The U.S. Energy Department said imports from OPEC increased year-on-year, with Saudi Arabia accounting for the bulk of additional oil. While oil production from the United States has increased, the data show the global market is still interconnected.

The U.S. Energy Information Administration reported the amount of petroleum imported from members of the Organization of Petroleum Exporting Countries was 3.57 million barrels per day in December, the last full month for which data are available from EIA.

While only 0.5 percent higher year-on-year, the increase suggests the global energy market is still interconnected despite the success of shale. Imports from Venezuela, the No. 2 OPEC exporter to the United States, declined 22 percent from December 2012 to 846,000 bpd. Petroleum imports from Saudi Arabia in December, however, were 1.5 million bpd, a 47 percent increase year-on-year.

For non-OPEC members, the United States imported about 1 million bpd from Mexico in December, relatively static year-on-year. Imports from Canada, however, rose to 3.3 million bpd, a 5.4 percent increase from December 2012.

U.S. Sen. John Hoeven, R-N.D., said last week energy security concerns in Eastern Europe should serve as a reminder of the need to encourage more production at home. Russia’s control over natural gas transit networks in Ukraine illustrates the importance of development oil and gas resources in North American for the sake of energy security. More production, he said, “is central to economic and national security.”

North Dakota, the No. 2 oil state in the country, produced 933,128 bpd in January and most of that came from the lucrative Bakken shale formation. North Dakota oil production is expected to top the 1 million bpd this year. State data show an all-time record of 976,453 bpd in November.

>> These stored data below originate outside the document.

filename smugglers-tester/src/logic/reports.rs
use anyhow::Result;
use colored::Colorize;
use std::io::Write;
use std::time::Duration;

use super::{MatchRecord, StrategyResult};

fn pass_counts(results: &[StrategyResult]) -> (usize, usize, f64) {
    let total = results.len();
    let passed = results.iter().filter(|r| r.passed).count();
    let rate = smugglers_game::numbers::ratio(passed, total) * 100.0;
    (total, passed, rate)
}

pub fn generate_console_report<W: Write>(
    out: &mut W,
    results: &[StrategyResult],
    total_duration: Duration,
) -> Result<()> {
    writeln!(out)?;
    writeln!(out, "{}", "📊 Strategy Results Summary".bright_cyan().bold())?;
    writeln!(out, "{}", "===========================".cyan())?;

    let (total, passed, success_rate) = pass_counts(results);
    writeln!(out, "Total strategies: {total}")?;
    writeln!(out, "Passed: {}", passed.to_string().green())?;
    writeln!(out, "Failed: {}", (total - passed).to_string().red())?;
    writeln!(out, "Success rate: {success_rate:.1}%")?;
    writeln!(out, "Total time: {total_duration:?}")?;
    writeln!(out)?;

    for result in results {
        let status = if result.passed {
            "✅ PASS".green()
        } else {
            "❌ FAIL".red()
        };
        let stats = &result.stats;

        writeln!(out, "{} {}", status, result.strategy_name.bold())?;
        writeln!(
            out,
            "   Matches: {}/{} clean",
            result.successful_iterations, result.iterations_run
        )?;
        writeln!(
            out,
            "   Win rate: {:.1}% | Mean rounds: {:.1} | Mean credits: {:.1}",
            stats.win_rate * 100.0,
            stats.mean_rounds,
            stats.mean_final_credits
        )?;
        writeln!(
            out,
            "   Convoy success: {:.1}% | Freeride share: {:.1}%",
            stats.convoy_success_rate * 100.0,
            stats.freeride_share * 100.0
        )?;
        writeln!(out, "   Average time: {:?}", result.average_duration)?;

        if !result.failures.is_empty() {
            writeln!(out, "   Failures:")?;
            for failure in &result.failures {
                writeln!(out, "     • {}", failure.red())?;
            }
        }
        writeln!(out)?;
    }

    let best = results.iter().max_by(|a, b| {
        a.stats
            .win_rate
            .total_cmp(&b.stats.win_rate)
            .then(b.strategy_name.cmp(&a.strategy_name))
    });
    if let Some(best) = best {
        writeln!(out, "{}", "🏆 Top Strategy".bright_yellow().bold())?;
        writeln!(out, "{}", "===============".yellow())?;
        writeln!(
            out,
            "{} ({:.1}% wins over {} matches)",
            best.strategy_name.green(),
            best.stats.win_rate * 100.0,
            best.stats.matches
        )?;
    }
    Ok(())
}

pub fn generate_json_report<W: Write>(out: &mut W, results: &[StrategyResult]) -> Result<()> {
    let json_output = serde_json::to_string_pretty(results)?;
    writeln!(out, "{json_output}")?;
    Ok(())
}

pub fn generate_markdown_report<W: Write>(out: &mut W, results: &[StrategyResult]) -> Result<()> {
    writeln!(out, "# Galaxy Smugglers Strategy Results\n")?;

    let (total, passed, success_rate) = pass_counts(results);
    writeln!(out, "## Summary\n")?;
    writeln!(out, "- **Total strategies**: {total}")?;
    writeln!(out, "- **Passed**: {passed}")?;
    writeln!(out, "- **Failed**: {}", total - passed)?;
    writeln!(out, "- **Success rate**: {success_rate:.1}%\n")?;

    writeln!(out, "## Outcomes\n")?;
    writeln!(
        out,
        "| Strategy | Matches | Win rate | Mean rounds | Convoy success | Freeride share |"
    )?;
    writeln!(out, "|---|---|---|---|---|---|")?;
    for result in results {
        let stats = &result.stats;
        writeln!(
            out,
            "| {} | {} | {:.1}% | {:.1} | {:.1}% | {:.1}% |",
            result.strategy_name,
            stats.matches,
            stats.win_rate * 100.0,
            stats.mean_rounds,
            stats.convoy_success_rate * 100.0,
            stats.freeride_share * 100.0
        )?;
    }
    writeln!(out)?;

    for result in results.iter().filter(|r| !r.failures.is_empty()) {
        writeln!(out, "### ❌ {}\n", result.strategy_name)?;
        for failure in &result.failures {
            writeln!(out, "- {failure}")?;
        }
        writeln!(out)?;
    }
    Ok(())
}

/// One row per match; the header comes from `MatchRecord`'s field names.
pub fn generate_csv_report<W: Write>(out: &mut W, records: &[MatchRecord]) -> Result<()> {
    let mut writer = csv::Writer::from_writer(out);
    for record in records {
        writer.serialize(record)?;
    }
    writer.flush()?;
    Ok(())
}

#[cfg(test)]
mod tests {
    use super::*;
    use crate::logic::StrategyStats;
    use smugglers_game::GenerationMode;

    fn sample_result(name: &str, passed: bool, win_rate: f64) -> StrategyResult {
        StrategyResult {
            strategy_name: name.to_string(),
            passed,
            iterations_run: 4,
            successful_iterations: if passed { 4 } else { 3 },
            failures: if passed {
                Vec::new()
            } else {
                vec!["seed 9 broke".to_string()]
            },
            average_duration: Duration::from_millis(3),
            stats: StrategyStats {
                matches: 4,
                wins: 2,
                win_rate,
                mean_rounds: 12.5,
                mean_final_credits: 88.0,
                convoy_success_rate: 0.5,
                freeride_share: 0.25,
            },
        }
    }

    fn render<F>(write: F) -> String
    where
        F: FnOnce(&mut Vec<u8>) -> Result<()>,
    {
        let mut buffer = Vec::new();
        write(&mut buffer).unwrap();
        String::from_utf8(buffer).unwrap()
    }

    #[test]
    fn console_report_names_the_top_strategy() {
        colored::control::set_override(false);
        let results = [
            sample_result("Cautious", true, 0.25),
            sample_result("Team Player", false, 0.75),
        ];
        let text = render(|out| generate_console_report(out, &results, Duration::from_secs(1)));
        assert!(text.contains("Strategy Results Summary"));
        assert!(text.contains("Win rate: 75.0%"));
        assert!(text.contains("Team Player (75.0% wins over 4 matches)"));
        assert!(text.contains("seed 9 broke"));
    }

    #[test]
    fn markdown_report_tabulates_each_strategy() {
        let results = [sample_result("Freerider", true, 0.0)];
        let text = render(|out| generate_markdown_report(out, &results));
        assert!(text.starts_with("# Galaxy Smugglers Strategy Results"));
        assert!(text.contains("| Freerider | 4 | 0.0% | 12.5 | 50.0% | 25.0% |"));
    }

    #[test]
    fn json_report_keeps_field_names() {
        let results = [sample_result("Gambler", true, 0.5)];
        let text = render(|out| generate_json_report(out, &results));
        let value: serde_json::Value = serde_json::from_str(&text).unwrap();
        assert_eq!(value[0]["strategy_name"], "Gambler");
        assert_eq!(value[0]["average_duration"], 3);
        assert_eq!(value[0]["stats"]["wins"], 2);
    }

    fn sample_record(strategy: &str) -> MatchRecord {
        MatchRecord {
            strategy: strategy.to_string(),
            policy: GenerationMode::SingleBestEffort,
            seed_code: "SB-NEBULA42".to_string(),
            seed: 42,
            rounds: 10,
            won: false,
            outcome: "round limit".to_string(),
            final_credits: 64,
            convoy_runs: 0,
            convoy_successes: 0,
            freerides: 0,
            decisions: 10,
        }
    }

    #[test]
    fn csv_report_quotes_fields_with_separators() {
        let record = sample_record("Bold, \"Solo\"");
        let text = render(|out| generate_csv_report(out, &[record]));
        let row = text.lines().nth(1).unwrap();
        assert_eq!(
            row,
            "\"Bold, \"\"Solo\"\"\",single_best_effort,SB-NEBULA42,42,10,false,round limit,64,0,0,0,10"
        );

        let mut reader = csv::Reader::from_reader(text.as_bytes());
        let parsed: Vec<MatchRecord> = reader.deserialize().map(Result::unwrap).collect();
        assert_eq!(parsed.len(), 1);
        assert_eq!(parsed[0].strategy, "Bold, \"Solo\"");
        assert_eq!(parsed[0].policy, GenerationMode::SingleBestEffort);
    }

    #[test]
    fn csv_report_writes_header_and_rows() {
        let record = sample_record("Bold Solo");
        let text = render(|out| generate_csv_report(out, &[record]));
        let mut lines = text.lines();
        assert!(lines.next().unwrap().starts_with("strategy,policy,seed_code"));
        assert_eq!(
            lines.next().unwrap(),
            "Bold Solo,single_best_effort,SB-NEBULA42,42,10,false,round limit,64,0,0,0,10"
        );
    }
}
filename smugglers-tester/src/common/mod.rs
pub mod util;

pub use util::split_csv;
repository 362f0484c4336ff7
//! A match state paired with the random streams that drive it.
use chrono::{DateTime, Utc};

use crate::config::MatchConfig;
use crate::decisions::{CollectorPhase, CostChoice, Decision, DecisionKind};
use crate::error::MatchError;
use crate::generator::{self, RoundMissions};
use crate::player::PlayerId;
use crate::report::MatchReport;
use crate::resolution::RoundResult;
use crate::rng::RngBundle;
use crate::state::{MatchPhase, MatchState};
use crate::victory::VictoryOutcome;

/// High-level session binding a match state to its seeded random streams.
#[derive(Debug, Clone)]
pub struct MatchSession {
    state: MatchState,
    rng: RngBundle,
}

impl MatchSession {
    /// Validate `config` and start a match seeded with `seed`.
    ///
    /// # Errors
    ///
    /// Returns `MatchError::Config` when the configuration is invalid.
    pub fn new(config: MatchConfig, seed: u64) -> Result<Self, MatchError> {
        let state = MatchState::setup(config, seed)?;
        Ok(Self {
            state,
            rng: RngBundle::from_user_seed(seed),
        })
    }

    /// Borrow the underlying match state.
    #[must_use]
    pub const fn state(&self) -> &MatchState {
        &self.state
    }

    /// Consume the session, keeping only its state.
    #[must_use]
    pub fn into_state(self) -> MatchState {
        self.state
    }

    /// Draw counts per stream as `(missions, dice, repairs)`.
    #[must_use]
    pub const fn rng_draws(&self) -> (u64, u64, u64) {
        self.rng.draws()
    }

    /// Roll this round's missions and open the round.
    ///
    /// While a round is already open its missions are returned unchanged.
    ///
    /// # Errors
    ///
    /// Returns `MatchError::MatchFinished` once the match has ended, or a
    /// configuration error if the mission pool is empty.
    pub fn generate_round_missions(&mut self) -> Result<&RoundMissions, MatchError> {
        match self.state.phase() {
            MatchPhase::Finished => return Err(MatchError::MatchFinished),
            MatchPhase::CollectingDecisions => {
                return self.state.missions().ok_or(MatchError::NoActiveRound);
            }
            MatchPhase::AwaitingMissions => {}
        }
        let missions = generator::generate_round_missions(
            &self.state.config().rules,
            self.state.players(),
            self.rng.missions(),
        )?;
        self.state.open_round(missions)
    }

    /// Open the next round with caller-supplied missions.
    ///
    /// # Errors
    ///
    /// Same as [`MatchState::open_round`].
    pub fn open_round(&mut self, missions: RoundMissions) -> Result<&RoundMissions, MatchError> {
        self.state.open_round(missions)
    }

    /// # Errors
    ///
    /// Same as [`MatchState::choose`].
    pub fn choose(
        &mut self,
        player: PlayerId,
        kind: DecisionKind,
    ) -> Result<CollectorPhase, MatchError> {
        self.state.choose(player, kind)
    }

    /// # Errors
    ///
    /// Same as [`MatchState::settle_cost`].
    pub fn settle_cost(
        &mut self,
        player: PlayerId,
        choice: CostChoice,
    ) -> Result<CollectorPhase, MatchError> {
        self.state.settle_cost(player, choice)
    }

    /// # Errors
    ///
    /// Same as [`MatchState::record_decision`].
    pub fn record_decision(
        &mut self,
        player: PlayerId,
        decision: Decision,
    ) -> Result<CollectorPhase, MatchError> {
        self.state.record_decision(player, decision)
    }

    /// # Errors
    ///
    /// Same as [`MatchState::skip_remaining`].
    pub fn skip_remaining(&mut self) -> Result<(), MatchError> {
        self.state.skip_remaining()
    }

    /// Resolve the open round with the session's dice and repair streams.
    ///
    /// # Errors
    ///
    /// Same as [`MatchState::resolve_round_with`].
    pub fn resolve_round(&mut self) -> Result<RoundResult, MatchError> {
        self.state.resolve_round_with(&mut self.rng)
    }

    #[must_use]
    pub fn check_victory(&self) -> Option<VictoryOutcome> {
        self.state.check_victory()
    }

    #[must_use]
    pub const fn is_finished(&self) -> bool {
        self.state.is_finished()
    }

    /// # Errors
    ///
    /// Same as [`MatchState::compile_report`].
    pub fn compile_report(&self) -> Result<MatchReport, MatchError> {
        self.state.compile_report()
    }

    /// # Errors
    ///
    /// Same as [`MatchState::compile_report_at`].
    pub fn compile_report_at(&self, at: DateTime<Utc>) -> Result<MatchReport, MatchError> {
        self.state.compile_report_at(at)
    }
}
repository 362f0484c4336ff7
use chrono::{DateTime, Utc};
use smugglers_game::{MatchReport, ReportStorage};
use std::fs;
use std::io;
use std::path::{Path, PathBuf};

const REPORT_PREFIX: &str = "galaxy_smugglers_report_";

/// Stores match reports as pretty JSON files in one directory.
#[derive(Debug, Clone)]
pub struct JsonFileStorage {
    dir: PathBuf,
}

impl JsonFileStorage {
    #[must_use]
    pub fn new(dir: impl Into<PathBuf>) -> Self {
        Self { dir: dir.into() }
    }

    #[must_use]
    pub fn dir(&self) -> &Path {
        &self.dir
    }

    /// First unused file name for a report compiled at `stamp`.
    fn free_name(&self, stamp: &str) -> String {
        let base = format!("{REPORT_PREFIX}{stamp}");
        let mut name = format!("{base}.json");
        let mut n = 2;
        while self.dir.join(&name).exists() {
            name = format!("{base}_{n}.json");
            n += 1;
        }
        name
    }
}

/// `YYYYmmdd_HHMMSS` of the report timestamp, or of now when it cannot be parsed.
fn file_stamp(report: &MatchReport) -> String {
    DateTime::parse_from_rfc3339(&report.game_summary.timestamp)
        .map(|at| at.with_timezone(&Utc))
        .unwrap_or_else(|_| Utc::now())
        .format("%Y%m%d_%H%M%S")
        .to_string()
}

impl ReportStorage for JsonFileStorage {
    type Error = io::Error;

    fn save_report(&self, report: &MatchReport) -> Result<String, Self::Error> {
        fs::create_dir_all(&self.dir)?;
        let name = self.free_name(&file_stamp(report));
        let payload = report.to_json_pretty()?;
        fs::write(self.dir.join(&name), payload)?;
        Ok(name)
    }

    fn load_report(&self, name: &str) -> Result<Option<MatchReport>, Self::Error> {
        let path = self.dir.join(name);
        if !path.is_file() {
            return Ok(None);
        }
        let raw = fs::read_to_string(path)?;
        let report = serde_json::from_str(&raw)?;
        Ok(Some(report))
    }
}

#[cfg(test)]
mod tests {
    use super::*;
    use smugglers_game::{GameEngine, MatchConfig};

    fn temp_dir(label: &str) -> PathBuf {
        std::env::temp_dir().join(format!(
            "smugglers-storage-{label}-{}",
            std::time::SystemTime::now()
                .duration_since(std::time::UNIX_EPOCH)
                .unwrap_or_default()
                .as_nanos()
        ))
    }

    fn finished_report() -> MatchReport {
        let engine = GameEngine::new(JsonFileStorage::new(temp_dir("unused")));
        let mut session = engine
            .setup_match(MatchConfig::hangar_defaults(), 21)
            .unwrap();
        while !session.is_finished() {
            session.generate_round_missions().unwrap();
            session.skip_remaining().unwrap();
            session.resolve_round().unwrap();
        }
        let at = DateTime::parse_from_rfc3339("2025-07-04T18:05:09Z")
            .unwrap()
            .with_timezone(&Utc);
        session.compile_report_at(at).unwrap()
    }

    #[test]
    fn saves_with_timestamped_names_and_loads_back() {
        let storage = JsonFileStorage::new(temp_dir("save"));
        let report = finished_report();

        let first = storage.save_report(&report).unwrap();
        assert_eq!(first, "galaxy_smugglers_report_20250704_180509.json");
        let second = storage.save_report(&report).unwrap();
        assert_eq!(second, "galaxy_smugglers_report_20250704_180509_2.json");

        let loaded = storage.load_report(&first).unwrap().unwrap();
        assert_eq!(loaded, report);
        assert!(storage.load_report("missing.json").unwrap().is_none());
    }

    #[test]
    fn corrupt_files_surface_as_errors() {
        let storage = JsonFileStorage::new(temp_dir("corrupt"));
        fs::create_dir_all(storage.dir()).unwrap();
        fs::write(storage.dir().join("broken.json"), "{ not json").unwrap();
        assert!(storage.load_report("broken.json").is_err());
    }

    #[test]
    fn engine_refuses_to_save_unfinished_matches() {
        let engine = GameEngine::new(JsonFileStorage::new(temp_dir("engine")));
        let session = engine
            .setup_match(MatchConfig::crew_defaults(), 4)
            .unwrap();
        assert!(engine.save_report(&session).is_err());
        assert!(!engine.storage().dir().exists());
    }
}
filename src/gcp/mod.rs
//! Google API transport module
//!
//! Everything between a built request and the network: authentication,
//! the reqwest-based HTTP client, and the [`transport::Transport`] seam the
//! invoker is written against.
//!
//! # Module Structure
//!
//! - [`auth`] - OAuth tokens from Application Default Credentials
//! - [`client`] - Authenticated transport used in production
//! - [`http`] - Unauthenticated reqwest transport and error formatting
//! - [`transport`] - Request/response types and the `Transport` trait
//!
//! # Example
//!
//! ```ignore
//! use gapi_rest::gcp::client::GcpClient;
//! use gapi_rest::service::CalendarService;
//!
//! async fn example() -> anyhow::Result<()> {
//!     let calendar = CalendarService::new(GcpClient::new().await?);
//!     let colors = calendar.colors().get(Default::default()).await?;
//!     Ok(())
//! }
//! ```

pub mod auth;
pub mod client;
pub mod http;
pub mod transport;
//! Integration tests for the HTTP transport using wiremock
//!
//! These tests drive the invoker and typed services through the real
//! reqwest client against mocked endpoints, covering status handling,
//! bodies, bearer tokens and pagination.

use gapi_rest::gcp::auth::GcpCredentials;
use gapi_rest::gcp::client::GcpClient;
use gapi_rest::gcp::http::{format_api_error, GcpHttpClient};
use gapi_rest::model::calendar::{Event, EventDateTime};
use gapi_rest::opt_params;
use gapi_rest::resource::{get_registry, fetch_all_pages_raw, InvocationArgs, ResourceInvoker};
use gapi_rest::service::{CalendarService, DriveService};
use gapi_rest::InvokeError;
use serde_json::json;
use wiremock::matchers::{
    bearer_token, body_json, header, method, path, query_param, query_param_is_missing,
};
use wiremock::{Mock, MockServer, ResponseTemplate};

fn authorized_client() -> GcpClient {
    GcpClient::from_parts(
        GcpCredentials::from_token("test-token"),
        GcpHttpClient::new().expect("HTTP client should build"),
    )
}

fn invoker_for(server: &MockServer) -> ResourceInvoker<GcpClient> {
    ResourceInvoker::new(authorized_client()).with_root_url(server.uri())
}

/// Test module for the authenticated transport
mod http_client_tests {
    use super::*;

    /// The canonical delete: bearer token, exact path, nothing returned
    #[tokio::test]
    async fn test_delete_event() {
        let server = MockServer::start().await;

        Mock::given(method("DELETE"))
            .and(path("/calendar/v3/calendars/primary/events/abc123"))
            .and(bearer_token("test-token"))
            .respond_with(ResponseTemplate::new(204))
            .expect(1)
            .mount(&server)
            .await;

        let calendar = CalendarService::with_invoker(invoker_for(&server));
        calendar
            .events()
            .delete("primary", "abc123", opt_params!())
            .await
            .expect("Delete should succeed");
    }

    /// Test GET with query parameters returns a typed model
    #[tokio::test]
    async fn test_get_with_query_returns_model() {
        let server = MockServer::start().await;

        Mock::given(method("GET"))
            .and(path("/drive/v2/files/file-1"))
            .and(query_param("projection", "BASIC"))
            .and(bearer_token("test-token"))
            .respond_with(ResponseTemplate::new(200).set_body_json(json!({
                "id": "file-1",
                "title": "Budget",
                "mimeType": "application/vnd.google-apps.spreadsheet",
                "somethingNew": {"nested": true}
            })))
            .mount(&server)
            .await;

        let drive = DriveService::with_invoker(invoker_for(&server));
        let file = drive
            .files()
            .get("file-1", opt_params! { "projection" => "BASIC" })
            .await
            .expect("Request should succeed");

        assert_eq!(file.title.as_deref(), Some("Budget"));
        assert!(!file.is_folder());
    }

    /// Test POST request with JSON body
    #[tokio::test]
    async fn test_post_with_body() {
        let server = MockServer::start().await;

        Mock::given(method("POST"))
            .and(path("/calendar/v3/calendars/primary/events"))
            .and(header("content-type", "application/json"))
            .and(body_json(json!({
                "summary": "Standup",
                "start": {"dateTime": "2026-10-16T09:00:00Z"},
                "end": {"dateTime": "2026-10-16T09:15:00Z"}
            })))
            .respond_with(ResponseTemplate::new(200).set_body_json(json!({
                "id": "evt-1",
                "status": "confirmed",
                "summary": "Standup"
            })))
            .mount(&server)
            .await;

        let start = "2026-10-16T09:00:00Z".parse().unwrap();
        let end = "2026-10-16T09:15:00Z".parse().unwrap();
        let event = Event::new(
            "Standup",
            EventDateTime::from_date_time(start),
            EventDateTime::from_date_time(end),
        );

        let calendar = CalendarService::with_invoker(invoker_for(&server));
        let created = calendar
            .events()
            .insert("primary", &event, opt_params!())
            .await
            .expect("Insert should succeed");

        assert_eq!(created.id.as_deref(), Some("evt-1"));
        assert_eq!(created.status.as_deref(), Some("confirmed"));
    }

    /// Test 404 response surfaces the status
    #[tokio::test]
    async fn test_404_returns_not_found() {
        let server = MockServer::start().await;

        Mock::given(method("GET"))
            .and(path("/calendar/v3/calendars/missing"))
            .respond_with(ResponseTemplate::new(404).set_body_json(json!({
                "error": {
                    "code": 404,
                    "message": "Not Found"
                }
            })))
            .mount(&server)
            .await;

        let calendar = CalendarService::with_invoker(invoker_for(&server));
        let err = calendar
            .calendars()
            .get("missing", opt_params!())
            .await
            .unwrap_err();

        assert_eq!(err.status(), Some(404));
        assert_eq!(format_api_error(&err), "Resource not found.");
        match err {
            InvokeError::Transport { body, .. } => assert!(body.contains("Not Found")),
            other => panic!("unexpected error: {other:?}"),
        }
    }

    /// Test 401 is retried once with a fresh token
    #[tokio::test]
    async fn test_401_is_retried_once() {
        let server = MockServer::start().await;

        Mock::given(method("GET"))
            .and(path("/calendar/v3/colors"))
            .respond_with(ResponseTemplate::new(401).set_body_json(json!({
                "error": {
                    "code": 401,
                    "message": "Invalid credentials"
                }
            })))
            .expect(2)
            .mount(&server)
            .await;

        let calendar = CalendarService::with_invoker(invoker_for(&server));
        let err = calendar.colors().get(opt_params!()).await.unwrap_err();

        assert_eq!(err.status(), Some(401));
        assert!(format_api_error(&err).starts_with("Authentication failed"));
    }

    /// Test rate limiting (429) response
    #[tokio::test]
    async fn test_rate_limit_429() {
        let server = MockServer::start().await;

        Mock::given(method("GET"))
            .and(path("/drive/v2/about"))
            .respond_with(ResponseTemplate::new(429).set_body_json(json!({
                "error": {
                    "code": 429,
                    "message": "Rate limit exceeded"
                }
            })))
            .mount(&server)
            .await;

        let drive = DriveService::with_invoker(invoker_for(&server));
        let err = drive.about().get(opt_params!()).await.unwrap_err();

        assert_eq!(err.status(), Some(429));
    }

    /// Test a missing parameter never reaches the server
    #[tokio::test]
    async fn test_missing_parameter_sends_nothing() {
        let server = MockServer::start().await;

        Mock::given(method("DELETE"))
            .respond_with(ResponseTemplate::new(204))
            .expect(0)
            .mount(&server)
            .await;

        let invoker = invoker_for(&server);
        let (service, descriptor) = get_registry()
            .method("calendar", "events", "delete")
            .expect("Method should exist");
        let args = InvocationArgs::new().with("calendarId", "primary");

        let err = invoker.invoke_raw(service, descriptor, args).await.unwrap_err();

        assert!(matches!(err, InvokeError::MissingParameter { ref name } if name == "eventId"));
        assert!(err.is_local());
    }

    /// Test empty response handling for a method with a response model
    #[tokio::test]
    async fn test_empty_response() {
        let server = MockServer::start().await;

        Mock::given(method("POST"))
            .and(path("/calendar/v3/calendars/primary/events/evt-1/move"))
            .and(query_param("destination", "team@example.com"))
            .respond_with(ResponseTemplate::new(200))
            .mount(&server)
            .await;

        let calendar = CalendarService::with_invoker(invoker_for(&server));
        let moved = calendar
            .events()
            .move_event("primary", "evt-1", "team@example.com", opt_params!())
            .await
            .expect("Move should succeed");

        assert_eq!(moved, Event::default());
    }

    /// Test an unreachable host is a transport error without status
    #[tokio::test]
    async fn test_connection_refused_has_no_status() {
        let invoker = ResourceInvoker::new(authorized_client()).with_root_url("http://127.0.0.1:1/");
        let calendar = CalendarService::with_invoker(invoker);

        let err = calendar.colors().get(opt_params!()).await.unwrap_err();

        assert!(matches!(err, InvokeError::Transport { status: None, .. }));
        assert!(!err.is_local());
    }
}

/// Test module for pagination against a server
mod pagination_tests {
    use super::*;

    async fn mount_two_pages(server: &MockServer) {
        Mock::given(method("GET"))
            .and(path("/drive/v2/files"))
            .and(query_param_is_missing("pageToken"))
            .respond_with(ResponseTemplate::new(200).set_body_json(json!({
                "items": [
                    {"id": "f1", "title": "one"},
                    {"id": "f2", "title": "two"}
                ],
                "nextPageToken": "token-page-2"
            })))
            .expect(1)
            .mount(server)
            .await;

        Mock::given(method("GET"))
            .and(path("/drive/v2/files"))
            .and(query_param("pageToken", "token-page-2"))
            .respond_with(ResponseTemplate::new(200).set_body_json(json!({
                "items": [
                    {"id": "f3", "title": "three"}
                ]
            })))
            .expect(1)
            .mount(server)
            .await;
    }

    /// Test typed pagination with nextPageToken
    #[tokio::test]
    async fn test_list_all_follows_next_page_token() {
        let server = MockServer::start().await;
        mount_two_pages(&server).await;

        let drive = DriveService::with_invoker(invoker_for(&server));
        let files = drive
            .files()
            .list_all(opt_params! { "q" => "trashed = false" })
            .await
            .expect("Listing should succeed");

        let titles: Vec<_> = files.iter().filter_map(|f| f.title.as_deref()).collect();
        assert_eq!(titles, vec!["one", "two", "three"]);
    }

    /// Test raw pagination keeps each page document
    #[tokio::test]
    async fn test_raw_pages() {
        let server = MockServer::start().await;
        mount_two_pages(&server).await;

        let invoker = invoker_for(&server);
        let (service, descriptor) = get_registry()
            .method("drive", "files", "list")
            .expect("Method should exist");

        let pages = fetch_all_pages_raw(&invoker, service, descriptor, InvocationArgs::new())
            .await
            .expect("Listing should succeed");

        assert_eq!(pages.len(), 2);
        assert_eq!(pages[0]["nextPageToken"], "token-page-2");
        assert_eq!(pages[1]["items"][0]["id"], "f3");
    }
}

The U.S. Energy Information Administration said in its short-term market report a rough winter has curbed domestic oil production. A colder-than-normal winter in the United States meant higher withdrawals of energy products used for heating. What EIA described as “harsh winter conditions,” meanwhile, meant well completion in northern states like North Dakota was down. This in turn caused the administration to revise downward the estimates of U.S. crude oil production.

President Obama met last week in Riyadh with Saudi officials to reassure one of Washington’s more reliable regional allies the bilateral relationship was still important in the era of U.S. oil dominance. Energy independence, however, is the prevailing trend in the U.S. oil market and East Coast refineries that normally rely on foreign crude are sourcing more Bakken oil with increased rail traffic. A strong link to OPEC markets, however, shows the United States won’t break off completely. While the glut of North American crude oil will reshape the markets, it can’t logistically redefine them.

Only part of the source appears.